## INSTRUCTIONS FOR THE TASK
Using the records below, write out again exactly the lines that begin at the line containing "let pool = PgPoolOptions::new()" and end at the line containing "let notifier: Arc<dyn", and no other lines.
BEGIN TASK INPUT
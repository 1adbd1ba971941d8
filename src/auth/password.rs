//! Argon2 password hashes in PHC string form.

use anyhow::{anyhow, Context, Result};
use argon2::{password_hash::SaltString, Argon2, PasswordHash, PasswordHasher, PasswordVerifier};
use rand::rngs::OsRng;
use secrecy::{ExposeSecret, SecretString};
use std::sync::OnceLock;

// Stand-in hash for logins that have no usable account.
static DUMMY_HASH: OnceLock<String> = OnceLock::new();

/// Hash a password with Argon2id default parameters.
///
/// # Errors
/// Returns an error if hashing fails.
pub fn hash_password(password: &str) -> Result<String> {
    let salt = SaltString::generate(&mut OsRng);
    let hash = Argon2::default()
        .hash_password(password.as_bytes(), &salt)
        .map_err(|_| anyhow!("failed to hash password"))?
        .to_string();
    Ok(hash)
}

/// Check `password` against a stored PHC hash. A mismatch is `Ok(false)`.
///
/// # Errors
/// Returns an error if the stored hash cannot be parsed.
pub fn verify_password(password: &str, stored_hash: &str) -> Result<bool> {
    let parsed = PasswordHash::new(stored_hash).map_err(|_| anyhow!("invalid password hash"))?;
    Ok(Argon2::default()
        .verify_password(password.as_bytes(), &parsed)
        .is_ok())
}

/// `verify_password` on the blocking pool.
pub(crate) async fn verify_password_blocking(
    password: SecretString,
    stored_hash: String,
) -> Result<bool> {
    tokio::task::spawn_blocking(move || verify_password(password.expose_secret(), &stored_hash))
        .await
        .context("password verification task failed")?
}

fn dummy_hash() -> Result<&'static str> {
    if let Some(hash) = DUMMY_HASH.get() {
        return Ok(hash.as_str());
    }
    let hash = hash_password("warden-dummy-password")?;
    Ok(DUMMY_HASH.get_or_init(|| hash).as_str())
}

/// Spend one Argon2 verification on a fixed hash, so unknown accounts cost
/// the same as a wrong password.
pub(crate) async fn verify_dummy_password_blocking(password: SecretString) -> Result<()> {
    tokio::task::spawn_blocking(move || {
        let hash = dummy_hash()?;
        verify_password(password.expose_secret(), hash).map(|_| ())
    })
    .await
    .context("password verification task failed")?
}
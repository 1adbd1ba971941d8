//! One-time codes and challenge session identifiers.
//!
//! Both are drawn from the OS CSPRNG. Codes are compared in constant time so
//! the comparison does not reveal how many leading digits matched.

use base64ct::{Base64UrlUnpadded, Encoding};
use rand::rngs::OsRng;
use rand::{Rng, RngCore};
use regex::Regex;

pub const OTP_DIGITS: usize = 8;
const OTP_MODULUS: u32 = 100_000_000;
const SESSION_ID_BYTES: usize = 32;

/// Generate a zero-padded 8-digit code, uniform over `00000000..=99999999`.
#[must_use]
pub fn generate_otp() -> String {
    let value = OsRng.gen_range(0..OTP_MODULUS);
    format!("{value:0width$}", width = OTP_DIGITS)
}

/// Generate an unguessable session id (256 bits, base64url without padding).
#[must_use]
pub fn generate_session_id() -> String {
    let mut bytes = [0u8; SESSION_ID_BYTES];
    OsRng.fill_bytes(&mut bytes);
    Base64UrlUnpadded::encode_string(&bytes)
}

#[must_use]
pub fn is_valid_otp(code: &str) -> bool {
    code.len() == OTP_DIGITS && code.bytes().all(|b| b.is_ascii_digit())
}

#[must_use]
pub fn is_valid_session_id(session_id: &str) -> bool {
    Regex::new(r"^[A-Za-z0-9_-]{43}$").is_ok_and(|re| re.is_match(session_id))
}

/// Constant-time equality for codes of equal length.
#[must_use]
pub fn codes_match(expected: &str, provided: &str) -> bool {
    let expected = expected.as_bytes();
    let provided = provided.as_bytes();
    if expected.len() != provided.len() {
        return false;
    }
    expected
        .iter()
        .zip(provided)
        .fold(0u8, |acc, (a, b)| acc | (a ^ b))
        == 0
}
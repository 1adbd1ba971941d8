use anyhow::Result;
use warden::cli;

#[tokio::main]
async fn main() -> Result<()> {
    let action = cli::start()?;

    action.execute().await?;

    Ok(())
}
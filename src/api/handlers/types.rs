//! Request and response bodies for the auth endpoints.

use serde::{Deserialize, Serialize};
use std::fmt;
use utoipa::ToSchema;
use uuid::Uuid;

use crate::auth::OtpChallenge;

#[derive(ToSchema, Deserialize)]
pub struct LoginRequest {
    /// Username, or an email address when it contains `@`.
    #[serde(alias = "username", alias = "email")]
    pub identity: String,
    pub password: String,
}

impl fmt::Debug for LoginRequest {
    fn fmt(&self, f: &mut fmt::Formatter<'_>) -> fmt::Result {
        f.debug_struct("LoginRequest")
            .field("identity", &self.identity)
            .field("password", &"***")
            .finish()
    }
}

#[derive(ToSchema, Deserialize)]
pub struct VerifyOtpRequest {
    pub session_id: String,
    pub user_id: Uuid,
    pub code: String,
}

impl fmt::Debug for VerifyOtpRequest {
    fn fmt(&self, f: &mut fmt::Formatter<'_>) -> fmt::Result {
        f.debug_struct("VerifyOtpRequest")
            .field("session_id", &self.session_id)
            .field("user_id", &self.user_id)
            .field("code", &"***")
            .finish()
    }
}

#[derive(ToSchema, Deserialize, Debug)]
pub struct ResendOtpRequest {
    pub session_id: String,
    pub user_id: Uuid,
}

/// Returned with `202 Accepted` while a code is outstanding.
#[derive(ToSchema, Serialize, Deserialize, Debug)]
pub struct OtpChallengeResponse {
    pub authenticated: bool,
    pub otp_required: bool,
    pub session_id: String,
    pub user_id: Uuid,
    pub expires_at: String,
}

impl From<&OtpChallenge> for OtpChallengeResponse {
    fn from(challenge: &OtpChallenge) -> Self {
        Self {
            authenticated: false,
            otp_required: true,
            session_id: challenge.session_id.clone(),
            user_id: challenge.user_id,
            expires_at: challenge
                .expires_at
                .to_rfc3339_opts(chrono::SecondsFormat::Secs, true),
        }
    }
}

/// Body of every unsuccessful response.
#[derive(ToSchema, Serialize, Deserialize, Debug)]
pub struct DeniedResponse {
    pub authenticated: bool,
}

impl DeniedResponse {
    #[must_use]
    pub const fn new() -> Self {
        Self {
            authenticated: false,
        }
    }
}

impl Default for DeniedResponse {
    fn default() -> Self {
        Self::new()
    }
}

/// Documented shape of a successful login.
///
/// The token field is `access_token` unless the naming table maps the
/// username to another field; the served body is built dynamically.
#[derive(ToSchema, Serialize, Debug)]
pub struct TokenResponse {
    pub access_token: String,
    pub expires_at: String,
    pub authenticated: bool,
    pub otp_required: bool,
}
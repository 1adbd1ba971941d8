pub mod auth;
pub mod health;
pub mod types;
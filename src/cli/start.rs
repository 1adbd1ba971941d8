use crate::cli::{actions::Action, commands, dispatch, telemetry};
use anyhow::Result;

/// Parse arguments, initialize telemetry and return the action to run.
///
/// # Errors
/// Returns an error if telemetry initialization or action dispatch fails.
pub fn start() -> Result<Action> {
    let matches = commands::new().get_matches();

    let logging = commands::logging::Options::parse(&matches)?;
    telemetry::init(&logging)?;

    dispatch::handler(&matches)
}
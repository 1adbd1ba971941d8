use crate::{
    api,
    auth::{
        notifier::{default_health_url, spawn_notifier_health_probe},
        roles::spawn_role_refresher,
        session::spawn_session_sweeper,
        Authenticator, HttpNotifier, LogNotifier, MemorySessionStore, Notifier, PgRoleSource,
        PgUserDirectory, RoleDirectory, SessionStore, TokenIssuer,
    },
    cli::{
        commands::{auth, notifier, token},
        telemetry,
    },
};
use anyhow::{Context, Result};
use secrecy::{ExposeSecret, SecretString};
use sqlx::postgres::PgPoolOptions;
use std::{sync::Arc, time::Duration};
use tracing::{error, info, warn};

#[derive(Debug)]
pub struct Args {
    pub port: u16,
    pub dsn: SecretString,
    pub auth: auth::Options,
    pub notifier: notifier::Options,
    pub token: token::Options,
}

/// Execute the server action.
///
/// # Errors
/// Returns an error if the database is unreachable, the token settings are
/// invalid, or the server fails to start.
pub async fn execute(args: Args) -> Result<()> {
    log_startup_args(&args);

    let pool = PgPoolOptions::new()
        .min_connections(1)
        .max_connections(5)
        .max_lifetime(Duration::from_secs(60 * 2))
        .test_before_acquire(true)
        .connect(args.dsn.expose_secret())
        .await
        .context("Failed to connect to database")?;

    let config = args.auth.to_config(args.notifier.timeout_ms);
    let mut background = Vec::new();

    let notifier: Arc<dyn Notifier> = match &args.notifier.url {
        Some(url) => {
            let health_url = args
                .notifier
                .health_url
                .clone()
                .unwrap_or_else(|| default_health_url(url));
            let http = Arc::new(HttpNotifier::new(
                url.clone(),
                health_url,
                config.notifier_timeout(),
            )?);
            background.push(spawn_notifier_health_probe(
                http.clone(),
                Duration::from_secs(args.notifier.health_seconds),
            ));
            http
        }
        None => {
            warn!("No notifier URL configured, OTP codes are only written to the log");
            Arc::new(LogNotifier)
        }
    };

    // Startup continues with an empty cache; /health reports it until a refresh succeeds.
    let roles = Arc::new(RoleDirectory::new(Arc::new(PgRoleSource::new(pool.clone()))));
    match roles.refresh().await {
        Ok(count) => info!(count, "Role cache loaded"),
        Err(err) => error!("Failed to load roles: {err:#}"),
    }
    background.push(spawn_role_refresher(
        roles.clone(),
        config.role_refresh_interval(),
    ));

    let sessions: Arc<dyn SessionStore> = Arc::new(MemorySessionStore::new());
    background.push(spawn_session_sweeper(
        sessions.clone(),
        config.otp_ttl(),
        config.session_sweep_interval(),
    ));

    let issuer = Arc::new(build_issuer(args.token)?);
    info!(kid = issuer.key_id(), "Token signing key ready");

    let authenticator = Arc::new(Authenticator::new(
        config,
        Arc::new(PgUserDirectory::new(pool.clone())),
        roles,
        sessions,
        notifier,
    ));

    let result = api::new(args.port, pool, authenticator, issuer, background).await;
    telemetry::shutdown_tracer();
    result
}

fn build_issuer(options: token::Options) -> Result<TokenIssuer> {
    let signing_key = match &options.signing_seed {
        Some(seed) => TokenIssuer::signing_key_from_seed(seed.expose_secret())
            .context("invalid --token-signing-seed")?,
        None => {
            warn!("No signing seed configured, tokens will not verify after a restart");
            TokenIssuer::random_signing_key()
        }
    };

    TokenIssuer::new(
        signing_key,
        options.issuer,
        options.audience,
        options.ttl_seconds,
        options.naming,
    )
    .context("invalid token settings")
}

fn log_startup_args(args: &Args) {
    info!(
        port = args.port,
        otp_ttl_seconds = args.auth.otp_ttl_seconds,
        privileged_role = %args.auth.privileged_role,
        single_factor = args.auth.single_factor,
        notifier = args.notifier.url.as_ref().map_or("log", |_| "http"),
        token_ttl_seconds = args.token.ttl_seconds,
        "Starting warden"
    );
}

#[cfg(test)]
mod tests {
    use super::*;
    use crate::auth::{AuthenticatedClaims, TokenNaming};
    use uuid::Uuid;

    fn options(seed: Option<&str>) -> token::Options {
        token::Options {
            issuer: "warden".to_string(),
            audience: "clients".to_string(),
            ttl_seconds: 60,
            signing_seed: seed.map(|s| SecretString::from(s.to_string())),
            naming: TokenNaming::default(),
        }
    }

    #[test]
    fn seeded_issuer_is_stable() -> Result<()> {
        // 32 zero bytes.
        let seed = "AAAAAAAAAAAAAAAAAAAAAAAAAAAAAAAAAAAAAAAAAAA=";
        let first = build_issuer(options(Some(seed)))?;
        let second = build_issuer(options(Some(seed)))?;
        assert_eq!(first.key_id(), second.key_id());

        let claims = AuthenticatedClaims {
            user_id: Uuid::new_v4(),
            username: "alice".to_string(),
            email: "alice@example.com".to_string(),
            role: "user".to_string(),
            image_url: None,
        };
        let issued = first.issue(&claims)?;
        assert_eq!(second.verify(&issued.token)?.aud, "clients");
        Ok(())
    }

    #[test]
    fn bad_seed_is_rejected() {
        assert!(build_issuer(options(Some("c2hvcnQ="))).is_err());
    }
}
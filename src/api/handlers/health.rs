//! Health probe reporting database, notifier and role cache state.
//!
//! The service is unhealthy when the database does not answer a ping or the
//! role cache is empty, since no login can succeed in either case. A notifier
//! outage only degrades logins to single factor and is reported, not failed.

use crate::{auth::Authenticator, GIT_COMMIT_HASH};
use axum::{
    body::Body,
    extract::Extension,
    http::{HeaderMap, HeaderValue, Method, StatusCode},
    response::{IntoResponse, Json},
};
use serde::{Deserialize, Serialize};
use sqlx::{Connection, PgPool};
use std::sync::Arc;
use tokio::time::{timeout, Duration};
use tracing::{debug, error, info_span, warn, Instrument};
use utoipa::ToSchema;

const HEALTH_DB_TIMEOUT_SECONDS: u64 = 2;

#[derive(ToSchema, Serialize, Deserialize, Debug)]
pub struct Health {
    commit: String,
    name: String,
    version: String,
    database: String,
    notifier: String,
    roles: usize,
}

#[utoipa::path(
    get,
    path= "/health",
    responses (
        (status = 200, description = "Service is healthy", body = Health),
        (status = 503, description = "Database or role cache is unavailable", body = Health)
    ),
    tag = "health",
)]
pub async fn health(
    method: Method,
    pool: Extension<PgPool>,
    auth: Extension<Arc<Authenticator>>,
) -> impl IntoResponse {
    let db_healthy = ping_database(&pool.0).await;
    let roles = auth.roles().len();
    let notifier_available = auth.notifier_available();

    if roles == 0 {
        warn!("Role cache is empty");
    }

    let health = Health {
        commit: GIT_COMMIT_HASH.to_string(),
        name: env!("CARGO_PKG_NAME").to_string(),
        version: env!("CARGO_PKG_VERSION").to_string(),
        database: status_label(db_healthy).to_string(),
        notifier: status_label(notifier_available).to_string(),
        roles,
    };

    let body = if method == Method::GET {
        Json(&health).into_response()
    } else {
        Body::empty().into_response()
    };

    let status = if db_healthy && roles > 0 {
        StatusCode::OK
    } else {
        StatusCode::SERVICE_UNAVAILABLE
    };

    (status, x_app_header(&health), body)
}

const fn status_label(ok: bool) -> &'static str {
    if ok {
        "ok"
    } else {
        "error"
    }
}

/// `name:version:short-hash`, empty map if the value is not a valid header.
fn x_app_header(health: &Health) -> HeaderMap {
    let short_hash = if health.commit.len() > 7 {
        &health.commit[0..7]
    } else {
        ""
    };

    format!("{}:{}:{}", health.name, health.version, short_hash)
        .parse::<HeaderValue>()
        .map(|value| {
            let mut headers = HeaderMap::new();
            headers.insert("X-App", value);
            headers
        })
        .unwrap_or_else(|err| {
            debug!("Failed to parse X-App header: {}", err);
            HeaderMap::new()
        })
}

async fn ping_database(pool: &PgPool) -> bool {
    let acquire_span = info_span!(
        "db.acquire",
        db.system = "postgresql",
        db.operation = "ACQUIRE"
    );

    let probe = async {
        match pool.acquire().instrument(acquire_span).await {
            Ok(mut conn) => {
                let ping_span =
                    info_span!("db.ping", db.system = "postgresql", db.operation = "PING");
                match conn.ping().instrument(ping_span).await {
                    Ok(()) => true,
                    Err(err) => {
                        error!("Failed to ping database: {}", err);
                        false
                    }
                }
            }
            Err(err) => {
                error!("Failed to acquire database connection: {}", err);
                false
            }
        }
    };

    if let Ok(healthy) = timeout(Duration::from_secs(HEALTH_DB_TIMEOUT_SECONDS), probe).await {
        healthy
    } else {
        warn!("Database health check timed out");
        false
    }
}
END TASK INPUT
## RESPONSE AREA
    let pool = PgPoolOptions::new()
        .min_connections(1)
        .max_connections(5)
        .max_lifetime(Duration::from_secs(60 * 2))
        .test_before_acquire(true)
        .connect(args.dsn.expose_secret())
        .await
        .context("Failed to connect to database")?;

    let config = args.auth.to_config(args.notifier.timeout_ms);
    let mut background = Vec::new();

    let notifier: Arc<dyn Notifier> = match &args.notifier.url {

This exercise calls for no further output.